«Pero ¿qué es la democracia en la libertad sino la República?» —Miguel Bakunin; Federalismo, Socialismo y Antiteologismo.
La República siempre ha sido tomada, al menos en la modernidad, como la representación unívoca de justicia social. De una u otra forma, sigue siendo esa mujer semidesnuda que coronada por un gorro frigio guía al pueblo hacia la consecución de una mayor libertad e igualdad para toda la humanidad. Así mismo, tampoco puede desligarse a ésta de la razón, la ciencia, la laicidad y la democracia. No se puede divorciar, en fin, de todos los buenos y sanos hábitos, pensamientos y aspiraciones que el ser humano ha concebido para consigo mismo y para con los demás, en un intento manifiesto de unirse fraternalmente.
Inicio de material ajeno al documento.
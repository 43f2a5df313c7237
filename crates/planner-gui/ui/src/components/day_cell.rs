use chrono::{
  Datelike,
  NaiveDate
};
use planner_core::interaction::Grip;
use planner_core::layout::DayCell;
use planner_core::task::TaskId;
use web_sys::MouseEvent;
use yew::{
  Callback,
  Html,
  Properties,
  classes,
  function_component,
  html
};

use super::TaskChip;

#[derive(Properties, PartialEq)]
pub struct DayCellProps {
  pub cell:         DayCell,
  pub on_down:      Callback<NaiveDate>,
  pub on_enter:     Callback<NaiveDate>,
  pub on_chip_down:
    Callback<(TaskId, Grip, NaiveDate)>,
  pub on_open_task: Callback<TaskId>,
  pub on_play:      Callback<String>
}

#[function_component(DayCellView)]
pub fn day_cell(
  props: &DayCellProps
) -> Html {
  let date = props.cell.date;

  let onmousedown = {
    let on_down = props.on_down.clone();
    Callback::from(
      move |event: MouseEvent| {
        if event.button() != 0 {
          return;
        }
        event.prevent_default();
        on_down.emit(date);
      }
    )
  };
  let onmouseenter = {
    let on_enter = props.on_enter.clone();
    Callback::from(move |_| {
      on_enter.emit(date)
    })
  };

  html! {
      <div
          class={classes!(
              "day-cell",
              (!props.cell.in_month).then_some("outside"),
              props.cell.is_today.then_some("today"),
              props.cell.selected.then_some("selected")
          )}
          {onmousedown}
          {onmouseenter}
      >
          <div class="day-number">{ date.day() }</div>
          <div class="chips">
              {
                  for props.cell.chips.iter().map(|chip| html! {
                      <TaskChip
                          key={chip.task_id.to_string()}
                          chip={chip.clone()}
                          {date}
                          on_down={props.on_chip_down.clone()}
                          on_open={props.on_open_task.clone()}
                          on_play={props.on_play.clone()}
                      />
                  })
              }
          </div>
      </div>
  }
}
use anyhow::anyhow;
use chrono::NaiveDate;
use tracing::{debug, info, instrument, warn};

use crate::app_state::PlannerState;
use crate::cli::{Command, Edge, FilterArgs};
use crate::datastore::SnapshotStorage;
use crate::datetime::{DateRange, add_days, to_iso_date};
use crate::filter::TimeWindow;
use crate::interaction::{GestureEnd, Grip};
use crate::render::Renderer;
use crate::task::{Category, TaskId};
use crate::video::{embed_target, embed_url};

/// Runs one subcommand against the planner state. `None` prints the
/// current month.
#[instrument(skip(state, renderer, command))]
pub fn dispatch<S: SnapshotStorage>(
    state: &mut PlannerState<S>,
    renderer: &Renderer,
    command: Option<Command>,
    today: NaiveDate,
) -> anyhow::Result<()> {
    let command = command.unwrap_or(Command::Month {
        month: None,
        filters: FilterArgs::default(),
    });
    debug!(?command, "dispatching command");

    match command {
        Command::Month { month, filters } => cmd_month(state, renderer, month, filters, today),
        Command::List { month, filters } => cmd_list(state, renderer, month, filters, today),
        Command::Add {
            name,
            category,
            start,
            end,
            video,
        } => cmd_add(state, name, category, start, end, video, today),
        Command::Edit {
            id,
            name,
            category,
            start,
            end,
            video,
            clear_video,
        } => cmd_edit(state, &id, name, category, start, end, video, clear_video),
        Command::Move { id, days } => cmd_move(state, &id, days),
        Command::Resize { id, edge, to } => cmd_resize(state, &id, edge, to),
        Command::Delete { id } => cmd_delete(state, &id),
        Command::Embed { url } => cmd_embed(&url),
    }?;

    if let Some(err) = state.take_persist_error() {
        return Err(anyhow!(err).context("task changes were not saved"));
    }
    Ok(())
}

fn apply_filter_args<S: SnapshotStorage>(
    state: &mut PlannerState<S>,
    month: Option<NaiveDate>,
    filters: FilterArgs,
    today: NaiveDate,
) -> anyhow::Result<()> {
    state.go_to_month(month.unwrap_or(today));

    if !filters.categories.is_empty() {
        for category in Category::ALL {
            let wanted = filters.categories.contains(&category);
            if wanted != state.filters().categories.contains(&category) {
                state.toggle_category(category);
            }
        }
    }
    if let Some(weeks) = filters.weeks {
        let window = TimeWindow::try_from(weeks).map_err(|err| anyhow!(err))?;
        state.set_time_window(window);
    }
    if let Some(search) = filters.search {
        state.set_search(search);
    }

    debug!(filters = ?state.filters(), month = %state.month(), "filters applied");
    Ok(())
}

#[instrument(skip(state, renderer, filters))]
fn cmd_month<S: SnapshotStorage>(
    state: &mut PlannerState<S>,
    renderer: &Renderer,
    month: Option<NaiveDate>,
    filters: FilterArgs,
    today: NaiveDate,
) -> anyhow::Result<()> {
    info!("command month");
    apply_filter_args(state, month, filters, today)?;
    renderer.print_month(&state.layout(today))
}

#[instrument(skip(state, renderer, filters))]
fn cmd_list<S: SnapshotStorage>(
    state: &mut PlannerState<S>,
    renderer: &Renderer,
    month: Option<NaiveDate>,
    filters: FilterArgs,
    today: NaiveDate,
) -> anyhow::Result<()> {
    info!("command list");
    apply_filter_args(state, month, filters, today)?;

    let mut tasks = state.visible_tasks();
    tasks.sort_by(|a, b| a.start.cmp(&b.start).then_with(|| a.end.cmp(&b.end)));
    if tasks.is_empty() {
        println!("No tasks.");
        return Ok(());
    }
    renderer.print_task_table(&tasks)
}

#[instrument(skip(state, name, video))]
fn cmd_add<S: SnapshotStorage>(
    state: &mut PlannerState<S>,
    name: String,
    category: Option<Category>,
    start: Option<NaiveDate>,
    end: Option<NaiveDate>,
    video: Option<String>,
    today: NaiveDate,
) -> anyhow::Result<()> {
    info!("command add");

    let start = start.unwrap_or(today);
    state.open_new_task(start);
    let editor = state
        .editor_mut()
        .ok_or_else(|| anyhow!("task editor did not open"))?;
    editor.name = name;
    if let Some(category) = category {
        editor.category = category;
    }
    if let Some(end) = end {
        editor.end = end;
    }
    if let Some(video) = video {
        editor.video_url = video;
    }

    let id = submit(state)?;
    println!("Created task {id}.");
    Ok(())
}

#[allow(clippy::too_many_arguments)]
#[instrument(skip(state, name, video))]
fn cmd_edit<S: SnapshotStorage>(
    state: &mut PlannerState<S>,
    id: &str,
    name: Option<String>,
    category: Option<Category>,
    start: Option<NaiveDate>,
    end: Option<NaiveDate>,
    video: Option<String>,
    clear_video: bool,
) -> anyhow::Result<()> {
    info!("command edit");

    let id = resolve_id(state, id)?;
    state.open_editor(&id);
    let editor = state
        .editor_mut()
        .ok_or_else(|| anyhow!("task editor did not open"))?;
    if let Some(name) = name {
        editor.name = name;
    }
    if let Some(category) = category {
        editor.category = category;
    }
    if let Some(start) = start {
        editor.start = start;
    }
    if let Some(end) = end {
        editor.end = end;
    }
    if let Some(video) = video {
        editor.video_url = video;
    }
    if clear_video {
        editor.video_url.clear();
    }

    let id = submit(state)?;
    println!("Saved task {id}.");
    Ok(())
}

/// Replays a body drag from the task's first day to `days` later.
#[instrument(skip(state))]
fn cmd_move<S: SnapshotStorage>(state: &mut PlannerState<S>, id: &str, days: i64) -> anyhow::Result<()> {
    info!("command move");

    let id = resolve_id(state, id)?;
    let start = task_range(state, &id)?.start;
    let target = add_days(start, days);
    if target == start && days != 0 {
        return Err(anyhow!("cannot move task by {days} days"));
    }

    let range = replay_gesture(state, &id, Grip::Body, start, target)?;
    println!("Moved task {id} to {} .. {}.", to_iso_date(range.start), to_iso_date(range.end));
    Ok(())
}

/// Replays a handle drag; the edge stops at the opposite bound.
#[instrument(skip(state))]
fn cmd_resize<S: SnapshotStorage>(
    state: &mut PlannerState<S>,
    id: &str,
    edge: Edge,
    to: NaiveDate,
) -> anyhow::Result<()> {
    info!("command resize");

    let id = resolve_id(state, id)?;
    let current = task_range(state, &id)?;
    let (grip, from) = match edge {
        Edge::Start => (Grip::StartHandle, current.start),
        Edge::End => (Grip::EndHandle, current.end),
    };

    let range = replay_gesture(state, &id, grip, from, to)?;
    let landed = match edge {
        Edge::Start => range.start,
        Edge::End => range.end,
    };
    if landed != to {
        warn!(requested = %to, landed = %landed, "resize clamped at the opposite edge");
    }
    println!("Resized task {id} to {} .. {}.", to_iso_date(range.start), to_iso_date(range.end));
    Ok(())
}

#[instrument(skip(state))]
fn cmd_delete<S: SnapshotStorage>(state: &mut PlannerState<S>, id: &str) -> anyhow::Result<()> {
    info!("command delete");

    let id = resolve_id(state, id)?;
    state.open_editor(&id);
    let deleted = state
        .delete_from_editor()
        .ok_or_else(|| anyhow!("task editor did not open"))??;
    println!("Deleted task {deleted}.");
    Ok(())
}

fn cmd_embed(url: &str) -> anyhow::Result<()> {
    match embed_target(url) {
        Some((provider, _)) => debug!(?provider, "recognized video link"),
        None => debug!("unrecognized video link; echoing it back"),
    }
    println!("{}", embed_url(url));
    Ok(())
}

fn submit<S: SnapshotStorage>(state: &mut PlannerState<S>) -> anyhow::Result<TaskId> {
    let result = state
        .submit_editor()
        .ok_or_else(|| anyhow!("task editor is not open"))?;
    state.close_editor();
    Ok(result?)
}

fn resolve_id<S: SnapshotStorage>(state: &PlannerState<S>, prefix: &str) -> anyhow::Result<TaskId> {
    state
        .store()
        .resolve(prefix)
        .map(|task| task.id.clone())
        .ok_or_else(|| anyhow!("no single task matches id {prefix:?}"))
}

fn task_range<S: SnapshotStorage>(state: &PlannerState<S>, id: &TaskId) -> anyhow::Result<DateRange> {
    state
        .store()
        .get(id)
        .map(|task| task.range())
        .ok_or_else(|| anyhow!("task {id} disappeared"))
}

fn replay_gesture<S: SnapshotStorage>(
    state: &mut PlannerState<S>,
    id: &TaskId,
    grip: Grip,
    from: NaiveDate,
    to: NaiveDate,
) -> anyhow::Result<DateRange> {
    if !state.press_task(id, grip, from) {
        return Err(anyhow!("could not start a gesture on task {id}"));
    }
    state.hover_cell(to);
    match state.release() {
        GestureEnd::Commit { range, .. } => Ok(range),
        other => Err(anyhow!("gesture on task {id} ended without a commit: {other:?}")),
    }
}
El grito político del siglo XVIII —de finales de siglo, eso sí—, XIX, XX, e incluso de nuestro incipiente XXI, se puede resumir con un portentoso ‘¡Viva la República!’. ¿Cuántos hombres y mujeres habrán muerto por esta declamación o por decirse resueltamente republicanos? Seguro que demasiados. Pero, como suele suceder, cada muerte pasa a ser una confirmación de la razón del ideal, de su necesidad. Cada régimen fecunda el siguiente con la sangre de los ideales más progresistas, es decir, más radicales, en cuanto que van a la raíz del problema. De tal manera, el Antiguo Régimen quedó sepultado bajo la novedosa Monarquía Constitucional y ésta, la mayoría de las veces, quedó relegada a su vez por la nobilísima República; con la llegada de la última parece verse siempre el final del padecimiento, aun cuando no sea así, y la euforia es comprensible y humana. Sin embargo, el pensamiento humano sigue su curso, no totalmente ajeno a la realidad concreta, pero sí de una forma bastante independiente.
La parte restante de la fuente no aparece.